Pero, entrando ahora en el organismo humano, tenemos muchas aplicaciones posibles que comienzan con cosas simples, como eliminar las adicciones hasta que algunas que ya comienzan a tomar forma práctica como la liberación de medicamentos o el monitoreo de nuestro estado. En el futuro, al hacer su plan de salud, recibirá una "inyección" en la que un nano robot equipado con sensores y comunicación inalámbrica con su teléfono móvil o servidor más cercano supervisará su salud.

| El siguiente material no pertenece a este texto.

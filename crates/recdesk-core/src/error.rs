// ── Core error types ──
//
// Errors surfaced by the query cache and the `Desk` facade. Transport
// failures keep their `recdesk_api::Error` shape so consumers can still
// match on status codes; everything else is a cache or registry problem.
// `Clone` because one fetch result is fanned out to every subscriber.

use thiserror::Error;

/// Unified error type for the core crate.
#[derive(Debug, Clone, Error)]
pub enum CoreError {
    // ── Transport errors (wrapped as-is) ────────────────────────────
    #[error(transparent)]
    Api(#[from] recdesk_api::Error),

    // ── Registry errors ─────────────────────────────────────────────
    #[error("Endpoint already registered: {name}")]
    DuplicateEndpoint { name: String },

    // ── Cache errors ────────────────────────────────────────────────
    #[error("Cache entry {key} was evicted")]
    Evicted { key: String },

    #[error("Failed to serialize endpoint argument: {message}")]
    Serialization { message: String },

    // ── Lifecycle errors ────────────────────────────────────────────
    #[error("Not connected to the records backend")]
    NotConnected,

    #[error("Configuration error: {message}")]
    Config { message: String },

    // ── Internal errors ─────────────────────────────────────────────
    #[error("Internal error: {0}")]
    Internal(String),
}

impl CoreError {
    /// A response that did not match the shape an endpoint expects.
    pub fn transform(message: impl Into<String>) -> Self {
        Self::Api(recdesk_api::Error::Transform {
            message: message.into(),
        })
    }

    /// The HTTP status behind this error, if any.
    pub fn status(&self) -> Option<u16> {
        match self {
            Self::Api(err) => err.status(),
            _ => None,
        }
    }

    /// Server-supplied message, if the backend sent one.
    pub fn server_message(&self) -> Option<&str> {
        match self {
            Self::Api(err) => err.server_message(),
            _ => None,
        }
    }

    /// Whether a fresh login is required to continue.
    pub fn is_session_lost(&self) -> bool {
        matches!(self, Self::Api(err) if err.is_session_lost())
    }

    pub fn is_transform(&self) -> bool {
        matches!(self, Self::Api(recdesk_api::Error::Transform { .. }))
    }

    pub fn is_not_found(&self) -> bool {
        matches!(self, Self::Api(err) if err.is_not_found())
    }
}

impl From<serde_json::Error> for CoreError {
    fn from(err: serde_json::Error) -> Self {
        Self::Serialization {
            message: err.to_string(),
        }
    }
}
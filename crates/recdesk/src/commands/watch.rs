//! `watch`: keep a polling list subscription open and print each change.

use futures::StreamExt;
use serde_json::Value;
use tracing::{debug, warn};

use recdesk_core::{CoreError, QueryStatus, Resource, ResourceApi, SubscribeOptions};

use crate::cli::{GlobalOpts, OutputFormat, ResourceKind, WatchArgs};
use crate::error::CliError;
use crate::output;

use super::records::{RecordRow, id_of};

pub async fn handle<R: Resource>(
    api: &ResourceApi<R>,
    kind: ResourceKind,
    args: &WatchArgs,
    global: &GlobalOpts,
) -> Result<(), CliError> {
    if args.interval.is_zero() {
        return Err(CliError::Validation {
            field: "interval".into(),
            reason: "must be greater than zero".into(),
        });
    }

    let options = SubscribeOptions::default()
        .polling(args.interval)
        .refetch_on_reconnect();
    let mut states = api.list.subscribe((), options)?.into_stream();

    let mut printed = 0usize;
    let mut last: Option<Value> = None;

    loop {
        let state = tokio::select! {
            biased;
            _ = tokio::signal::ctrl_c() => {
                debug!("watch interrupted");
                break;
            }
            next = states.next() => match next {
                Some(state) => state,
                None => break,
            },
        };

        if state.is_fetching {
            continue;
        }

        match state.status {
            QueryStatus::Success => {
                let Some(store) = state.data else { continue };
                let snapshot = serde_json::to_value(store.as_ref())?;
                if last.as_ref() == Some(&snapshot) {
                    debug!(resource = kind.cli_name(), "poll returned unchanged list");
                    continue;
                }

                let records = store.select_all();
                if global.output == OutputFormat::Table && !global.quiet {
                    eprintln!(
                        "[{}] {} {} record(s)",
                        chrono::Local::now().format("%H:%M:%S"),
                        records.len(),
                        kind.cli_name()
                    );
                }
                let out =
                    output::render_list(global.output, &records, RecordRow::of::<R>, id_of::<R>)?;
                output::print_output(&out, global.quiet);

                last = Some(snapshot);
                printed += 1;
                if args.count.is_some_and(|limit| printed >= limit) {
                    break;
                }
            }
            QueryStatus::Error => {
                let err = state
                    .error
                    .unwrap_or_else(|| CoreError::Internal("error state without error".into()));
                if err.is_session_lost() || matches!(err, CoreError::Evicted { .. }) {
                    return Err(err.into());
                }
                warn!(resource = kind.cli_name(), error = %err, "poll failed; still watching");
            }
            QueryStatus::Uninitialized | QueryStatus::Loading => {}
        }
    }

    Ok(())
}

Navegando por el torrente sanguíneo como en la película "Viaje Alucinante" estará constantemente midiendo su glucosa en sangre, colesterol, temperatura y presión y detectando cualquier obstrucción que pueda amenazarte con un ataque al corazón.

 

Cartel de la película
Cartel de la película "Viaje Fantástica" basada en el cuento de Isaac Asimov

 

 

En caso de cualquier anomalía enviará una alerta a su móvil o red que pasará a un centro de atendimiento.

 

Nanorobot manejando celdas de su sangre – Imagen Yale Scientific
Nanorobot manejando celdas de su sangre – Imagen Yale Scientific

 

 

Incluso imaginamos una escena "del futuro" en la que estás caminando tranquilamente por la calle, cuando su enano robot detectará que está a punto de tener un ataque al corazón. Una placa de grasa en el sistema circulatorio está a punto de desprenderse causando una obstrucción.

 

Inmediatamente, se pone en contacto con el centro de atendimientos enviando la alerta y dando su ubicación por GPS. El centro de atendimientos convoca a su médico y envía una ambulancia a donde usted se encuentra.

 

¡Y usted caminando tranquilamente lleva aquel susto! Para una ambulancia con la sirena conectada a su lado; dos enfermeros "tontos" bajan, le agarran, le tiran en una camilla y le llevan. . .Usted sólo tiene tiempo para preguntar qué está pasando y le dicen:

 

- Usted va a tener un ataque al corazón en media hora. Su médico ya lo está esperando en el hospital para atenderlo de emergencia...

 

Otras aplicaciones que ya están estudiadas muestran que, en esta etapa de la tecnología, la electrónica (silicio) está entrando en nuestro cuerpo para ayudarnos. En la siguiente fase tal vez para reemplazar nuestros órganos.

 

Otra aplicación en estudio es en la corrección de la enfermedad de Parkinson. Los estudios ya han revelado que los estímulos en ciertas partes del cerebro pueden inhibir los temblores. Las virutas implantadas en estos lugares solucionarían el problema, al igual que inhibir la corteza de la que ya hemos hablado.

 

¿Futuro? No. Con cada día que pasa las noticias de IoT, ahora pasar a IoP e IoB se convierten en parte de nuestra vida. El celular se ha convertido en parte de nosotros, pero por ahora está fuera de nuestro cuerpo. Incluso cuando no lo sepamos, pero seguramente algún día estará dentro de nosotros.

 

El futuro es vincular nuestro cuerpo y nuestro cerebro con el mundo. Pronto pasaremos de una nueva fase de la humanidad en la que poco nos quedarán de nosotros como individuos, porque seremos parte de una unidad universal, una mente única "en las nubes". ¿Eso es bueno? No lo sabemos, pero las implicaciones éticas son enormes. Es hora de empezar a pensar en ello.